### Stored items
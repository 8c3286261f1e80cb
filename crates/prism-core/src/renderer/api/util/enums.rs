// Copyright 2025 eraflo
//
// Licensed under the Apache License, Version 2.0 (the "License");
// you may not use this file except in compliance with the License.
// You may obtain a copy of the License at
//
//     http://www.apache.org/licenses/LICENSE-2.0
//
// Unless required by applicable law or agreed to in writing, software
// distributed under the License is distributed on an "AS IS" BASIS,
// WITHOUT WARRANTIES OR CONDITIONS OF ANY KIND, either express or implied.
// See the License for the specific language governing permissions and
// limitations under the License.

//! Small enums shared by the command stream, the pipeline state and the devices.

/// Width of the indices in an index buffer.
#[derive(Debug, Clone, Copy, PartialEq, Eq, Hash)]
pub enum IndexFormat {
    /// `u16` indices.
    Uint16,
    /// `u32` indices.
    Uint32,
}

/// The native API a device runs on.
#[derive(Debug, Clone, Copy, PartialEq, Eq, Hash, Default)]
pub enum GraphicsBackendType {
    /// Vulkan.
    Vulkan,
    /// Metal.
    Metal,
    /// Direct3D 12.
    Dx12,
    /// OpenGL or GLES.
    OpenGL,
    /// The browser's WebGPU.
    WebGpu,
    /// No GPU: commands are executed by a simulated timeline.
    Headless,
    /// Anything else.
    #[default]
    Unknown,
}

/// Multisample count of a render target and of the pipelines drawing into it.
#[derive(Debug, Clone, Copy, PartialEq, Eq, Hash, Default)]
pub enum SampleCount {
    /// Single-sampled.
    #[default]
    X1,
    /// 2x MSAA.
    X2,
    /// 4x MSAA.
    X4,
    /// 8x MSAA.
    X8,
}

impl SampleCount {
    /// Samples per pixel.
    pub fn count(&self) -> u32 {
        1 << (*self as u32)
    }
}

/// Pixel format of a render target or texture view.
#[derive(Debug, Clone, Copy, PartialEq, Eq, Hash)]
pub enum TextureFormat {
    /// 8-bit RGBA, linear.
    Rgba8Unorm,
    /// 8-bit RGBA, sRGB encoded.
    Rgba8UnormSrgb,
    /// 8-bit BGRA, linear.
    Bgra8Unorm,
    /// 8-bit BGRA, sRGB encoded. The usual swap chain format.
    Bgra8UnormSrgb,
    /// Half-float RGBA.
    Rgba16Float,
    /// Float RGBA.
    Rgba32Float,
    /// 16-bit normalized depth.
    Depth16Unorm,
    /// Depth with an 8-bit stencil.
    Depth24PlusStencil8,
    /// Float depth.
    Depth32Float,
}

impl TextureFormat {
    /// Returns `true` if the format can back a depth attachment.
    pub fn is_depth(&self) -> bool {
        matches!(
            self,
            TextureFormat::Depth16Unorm
                | TextureFormat::Depth24PlusStencil8
                | TextureFormat::Depth32Float
        )
    }

    /// Returns `true` if the format carries a stencil aspect.
    pub fn has_stencil(&self) -> bool {
        matches!(self, TextureFormat::Depth24PlusStencil8)
    }
}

### ASSIGNED TASK
Which lines above include the word "indices"? Return each one.

### RESPONSE TO THE TASK
/// Width of the indices in an index buffer.
    /// `u16` indices.
    /// `u32` indices.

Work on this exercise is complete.